# [Exercise aim]
Wherever the line with "c.is_ascii_digit() || is_separator(c))" sits in the listing below, transcribe from it up to and including the line with "deploys the contract.", exactly, and leave the remaining lines out.

○ ○ ○

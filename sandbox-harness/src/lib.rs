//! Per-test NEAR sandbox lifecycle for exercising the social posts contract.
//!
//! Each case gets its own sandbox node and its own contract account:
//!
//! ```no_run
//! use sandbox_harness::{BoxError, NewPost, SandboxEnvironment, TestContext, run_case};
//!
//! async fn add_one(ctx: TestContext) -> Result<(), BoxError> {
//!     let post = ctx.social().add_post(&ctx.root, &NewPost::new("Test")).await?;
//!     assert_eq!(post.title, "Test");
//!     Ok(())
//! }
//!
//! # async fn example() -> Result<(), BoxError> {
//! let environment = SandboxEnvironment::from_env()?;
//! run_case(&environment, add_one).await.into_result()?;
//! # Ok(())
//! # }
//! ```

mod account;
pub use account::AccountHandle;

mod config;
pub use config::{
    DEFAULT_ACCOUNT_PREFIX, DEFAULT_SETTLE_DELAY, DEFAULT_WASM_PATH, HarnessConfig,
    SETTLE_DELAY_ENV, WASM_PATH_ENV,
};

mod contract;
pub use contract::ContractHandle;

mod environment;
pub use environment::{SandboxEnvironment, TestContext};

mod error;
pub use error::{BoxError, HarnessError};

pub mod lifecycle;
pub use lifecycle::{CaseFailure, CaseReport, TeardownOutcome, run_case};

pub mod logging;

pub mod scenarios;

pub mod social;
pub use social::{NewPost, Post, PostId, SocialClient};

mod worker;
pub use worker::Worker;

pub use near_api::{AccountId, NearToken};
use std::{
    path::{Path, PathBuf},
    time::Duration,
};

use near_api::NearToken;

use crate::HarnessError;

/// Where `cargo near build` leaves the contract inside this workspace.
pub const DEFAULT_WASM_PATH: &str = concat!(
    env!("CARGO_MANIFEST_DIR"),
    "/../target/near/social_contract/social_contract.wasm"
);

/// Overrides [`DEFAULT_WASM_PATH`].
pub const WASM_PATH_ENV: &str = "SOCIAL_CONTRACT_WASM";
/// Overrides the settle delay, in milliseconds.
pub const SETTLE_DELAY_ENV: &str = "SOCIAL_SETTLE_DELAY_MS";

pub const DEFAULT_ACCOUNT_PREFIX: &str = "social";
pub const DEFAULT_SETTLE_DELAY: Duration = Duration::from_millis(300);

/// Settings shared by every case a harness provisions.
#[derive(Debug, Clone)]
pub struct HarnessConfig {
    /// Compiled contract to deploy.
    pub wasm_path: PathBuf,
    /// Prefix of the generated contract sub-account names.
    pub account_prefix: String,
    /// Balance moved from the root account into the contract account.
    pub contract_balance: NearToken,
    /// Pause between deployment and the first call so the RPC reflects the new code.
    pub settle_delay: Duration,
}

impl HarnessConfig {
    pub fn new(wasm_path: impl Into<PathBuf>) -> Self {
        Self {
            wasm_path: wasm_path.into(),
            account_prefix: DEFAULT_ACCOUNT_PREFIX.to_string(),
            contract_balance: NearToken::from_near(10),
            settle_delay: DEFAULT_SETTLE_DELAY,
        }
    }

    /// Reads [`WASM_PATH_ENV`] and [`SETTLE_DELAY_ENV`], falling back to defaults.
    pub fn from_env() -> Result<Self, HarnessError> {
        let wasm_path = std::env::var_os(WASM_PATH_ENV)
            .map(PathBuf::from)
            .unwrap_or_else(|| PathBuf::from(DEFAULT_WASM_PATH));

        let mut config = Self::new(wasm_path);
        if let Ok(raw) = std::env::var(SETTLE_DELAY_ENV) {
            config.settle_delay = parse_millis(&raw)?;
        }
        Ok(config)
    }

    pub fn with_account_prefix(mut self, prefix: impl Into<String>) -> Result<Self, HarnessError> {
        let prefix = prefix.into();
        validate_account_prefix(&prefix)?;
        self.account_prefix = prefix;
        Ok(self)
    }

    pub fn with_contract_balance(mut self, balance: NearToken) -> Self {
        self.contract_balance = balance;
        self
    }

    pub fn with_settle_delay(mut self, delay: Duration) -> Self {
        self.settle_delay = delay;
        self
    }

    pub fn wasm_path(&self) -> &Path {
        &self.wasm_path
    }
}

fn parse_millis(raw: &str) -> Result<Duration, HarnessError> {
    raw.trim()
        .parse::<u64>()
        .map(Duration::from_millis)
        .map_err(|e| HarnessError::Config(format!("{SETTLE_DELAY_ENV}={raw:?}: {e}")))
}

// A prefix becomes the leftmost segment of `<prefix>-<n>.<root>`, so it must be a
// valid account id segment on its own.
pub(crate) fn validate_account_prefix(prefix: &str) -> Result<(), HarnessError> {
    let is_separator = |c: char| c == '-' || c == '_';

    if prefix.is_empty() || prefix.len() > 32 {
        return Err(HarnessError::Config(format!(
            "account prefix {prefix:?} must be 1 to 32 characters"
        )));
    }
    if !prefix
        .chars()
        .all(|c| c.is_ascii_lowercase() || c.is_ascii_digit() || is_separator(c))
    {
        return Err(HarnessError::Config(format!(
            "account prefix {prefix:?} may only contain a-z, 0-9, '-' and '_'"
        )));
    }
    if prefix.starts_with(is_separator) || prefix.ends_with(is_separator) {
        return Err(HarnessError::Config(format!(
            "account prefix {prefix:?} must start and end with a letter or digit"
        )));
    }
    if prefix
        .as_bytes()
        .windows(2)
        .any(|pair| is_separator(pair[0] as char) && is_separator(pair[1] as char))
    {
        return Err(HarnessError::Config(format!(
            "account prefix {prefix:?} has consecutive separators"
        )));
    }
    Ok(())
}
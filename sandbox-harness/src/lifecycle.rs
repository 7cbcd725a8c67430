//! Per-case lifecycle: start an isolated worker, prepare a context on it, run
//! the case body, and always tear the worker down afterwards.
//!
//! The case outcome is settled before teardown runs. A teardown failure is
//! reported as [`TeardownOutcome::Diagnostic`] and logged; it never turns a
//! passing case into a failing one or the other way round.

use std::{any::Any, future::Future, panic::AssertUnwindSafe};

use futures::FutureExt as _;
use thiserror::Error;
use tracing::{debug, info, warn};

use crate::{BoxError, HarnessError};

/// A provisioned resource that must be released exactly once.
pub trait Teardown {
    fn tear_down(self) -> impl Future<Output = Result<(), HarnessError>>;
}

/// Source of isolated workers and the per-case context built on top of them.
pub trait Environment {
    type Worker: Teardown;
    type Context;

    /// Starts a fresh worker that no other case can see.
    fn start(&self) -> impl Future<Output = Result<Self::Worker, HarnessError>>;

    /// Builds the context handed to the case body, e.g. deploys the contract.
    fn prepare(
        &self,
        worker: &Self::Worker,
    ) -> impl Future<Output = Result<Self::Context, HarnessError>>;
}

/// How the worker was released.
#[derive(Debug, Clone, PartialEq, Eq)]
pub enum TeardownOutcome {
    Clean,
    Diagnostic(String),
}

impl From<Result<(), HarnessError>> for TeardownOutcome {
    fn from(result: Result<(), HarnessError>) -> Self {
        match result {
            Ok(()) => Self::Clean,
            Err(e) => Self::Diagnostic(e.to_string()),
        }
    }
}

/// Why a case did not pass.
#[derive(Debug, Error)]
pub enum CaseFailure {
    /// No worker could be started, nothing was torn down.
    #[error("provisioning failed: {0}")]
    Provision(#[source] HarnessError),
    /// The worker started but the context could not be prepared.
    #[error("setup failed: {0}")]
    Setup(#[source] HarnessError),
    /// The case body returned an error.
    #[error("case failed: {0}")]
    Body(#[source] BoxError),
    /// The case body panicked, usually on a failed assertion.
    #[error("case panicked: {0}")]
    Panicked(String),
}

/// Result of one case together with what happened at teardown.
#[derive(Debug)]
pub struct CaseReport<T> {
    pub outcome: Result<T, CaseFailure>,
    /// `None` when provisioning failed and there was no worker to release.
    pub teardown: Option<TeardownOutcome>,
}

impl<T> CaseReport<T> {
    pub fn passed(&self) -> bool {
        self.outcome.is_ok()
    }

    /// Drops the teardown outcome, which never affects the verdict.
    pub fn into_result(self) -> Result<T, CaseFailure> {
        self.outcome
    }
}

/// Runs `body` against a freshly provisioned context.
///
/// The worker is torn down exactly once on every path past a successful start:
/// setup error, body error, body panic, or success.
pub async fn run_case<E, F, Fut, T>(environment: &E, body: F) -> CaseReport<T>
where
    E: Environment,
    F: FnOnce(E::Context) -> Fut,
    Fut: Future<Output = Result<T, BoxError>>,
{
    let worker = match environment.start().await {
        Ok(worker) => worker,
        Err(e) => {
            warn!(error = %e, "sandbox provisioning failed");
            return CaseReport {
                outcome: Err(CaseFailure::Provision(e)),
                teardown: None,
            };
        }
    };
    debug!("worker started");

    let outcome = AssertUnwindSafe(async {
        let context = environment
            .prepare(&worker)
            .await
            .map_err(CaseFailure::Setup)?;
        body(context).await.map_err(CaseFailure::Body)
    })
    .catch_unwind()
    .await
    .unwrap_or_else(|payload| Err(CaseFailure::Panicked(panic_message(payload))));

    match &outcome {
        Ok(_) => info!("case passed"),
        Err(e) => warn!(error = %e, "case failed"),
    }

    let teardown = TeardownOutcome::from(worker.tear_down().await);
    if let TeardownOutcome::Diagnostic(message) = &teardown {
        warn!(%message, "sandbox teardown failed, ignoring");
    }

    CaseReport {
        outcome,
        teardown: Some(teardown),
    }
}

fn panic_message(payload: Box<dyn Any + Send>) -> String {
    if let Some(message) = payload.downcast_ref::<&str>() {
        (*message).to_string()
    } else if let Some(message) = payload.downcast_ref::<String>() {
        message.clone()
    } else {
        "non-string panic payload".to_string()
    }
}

○ ○ ○

# [Solution]
        .all(|c| c.is_ascii_lowercase() || c.is_ascii_digit() || is_separator(c))
    {
        return Err(HarnessError::Config(format!(
            "account prefix {prefix:?} may only contain a-z, 0-9, '-' and '_'"
        )));
    }
    if prefix.starts_with(is_separator) || prefix.ends_with(is_separator) {
        return Err(HarnessError::Config(format!(
            "account prefix {prefix:?} must start and end with a letter or digit"
        )));
    }
    if prefix
        .as_bytes()
        .windows(2)
        .any(|pair| is_separator(pair[0] as char) && is_separator(pair[1] as char))
    {
        return Err(HarnessError::Config(format!(
            "account prefix {prefix:?} has consecutive separators"
        )));
    }
    Ok(())
}
filename sandbox-harness/src/lifecycle.rs
repository 7cbcd725a8c67430
//! Per-case lifecycle: start an isolated worker, prepare a context on it, run
//! the case body, and always tear the worker down afterwards.
//!
//! The case outcome is settled before teardown runs. A teardown failure is
//! reported as [`TeardownOutcome::Diagnostic`] and logged; it never turns a
//! passing case into a failing one or the other way round.

use std::{any::Any, future::Future, panic::AssertUnwindSafe};

use futures::FutureExt as _;
use thiserror::Error;
use tracing::{debug, info, warn};

use crate::{BoxError, HarnessError};

/// A provisioned resource that must be released exactly once.
pub trait Teardown {
    fn tear_down(self) -> impl Future<Output = Result<(), HarnessError>>;
}

/// Source of isolated workers and the per-case context built on top of them.
pub trait Environment {
    type Worker: Teardown;
    type Context;

    /// Starts a fresh worker that no other case can see.
    fn start(&self) -> impl Future<Output = Result<Self::Worker, HarnessError>>;

    /// Builds the context handed to the case body, e.g. deploys the contract.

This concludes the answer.